* [DATASET]
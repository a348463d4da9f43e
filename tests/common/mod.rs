//! Shared helpers for integration tests.

#![allow(dead_code)]

use kuro_mock::{MockDefinition, MockServer, RuntimeSettings};
use std::path::Path;
use std::time::Duration;

/// Upper bound for any single network step in a test.
pub const TIMEOUT: Duration = Duration::from_secs(5);

/// Grab a port that is free right now.
pub fn free_port() -> u16 {
    std::net::TcpListener::bind("127.0.0.1:0")
        .unwrap()
        .local_addr()
        .unwrap()
        .port()
}

/// Settings that keep every listener on loopback.
pub fn local_settings() -> RuntimeSettings {
    RuntimeSettings {
        host: "127.0.0.1".to_string(),
        shutdown_grace_ms: 500,
        ..Default::default()
    }
}

/// Write a file and return its path as a string.
pub fn write_file(dir: &Path, name: &str, content: &str) -> String {
    let path = dir.join(name);
    std::fs::write(&path, content).unwrap();
    path.to_string_lossy().into_owned()
}

/// Parse a YAML definition after substituting `PORT`.
pub fn definition(yaml: &str, port: u16) -> MockDefinition {
    MockDefinition::from_yaml(&yaml.replace("PORT", &port.to_string())).unwrap()
}

/// Start a definition on loopback.
pub async fn launch(def: &MockDefinition) -> MockServer {
    MockServer::launch(def, local_settings()).await.unwrap()
}

/// Extension used by the upper-casing scenarios.
pub const TO_UPPER: &str = r#"{{#*inline "toUpper"}}{{upper this}}{{/inline}}"#;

* [REQUIREMENT] All lines from the one with "pub fn free_port()" through the end of the data must be repeated exactly, and nothing else may be repeated.

* [SOLUTION TO THIS TASK]
pub fn free_port() -> u16 {
    std::net::TcpListener::bind("127.0.0.1:0")
        .unwrap()
        .local_addr()
        .unwrap()
        .port()
}

/// Settings that keep every listener on loopback.
pub fn local_settings() -> RuntimeSettings {
    RuntimeSettings {
        host: "127.0.0.1".to_string(),
        shutdown_grace_ms: 500,
        ..Default::default()
    }
}

/// Write a file and return its path as a string.
pub fn write_file(dir: &Path, name: &str, content: &str) -> String {
    let path = dir.join(name);
    std::fs::write(&path, content).unwrap();
    path.to_string_lossy().into_owned()
}

/// Parse a YAML definition after substituting `PORT`.
pub fn definition(yaml: &str, port: u16) -> MockDefinition {
    MockDefinition::from_yaml(&yaml.replace("PORT", &port.to_string())).unwrap()
}

/// Start a definition on loopback.
pub async fn launch(def: &MockDefinition) -> MockServer {
    MockServer::launch(def, local_settings()).await.unwrap()
}

/// Extension used by the upper-casing scenarios.
pub const TO_UPPER: &str = r#"{{#*inline "toUpper"}}{{upper this}}{{/inline}}"#;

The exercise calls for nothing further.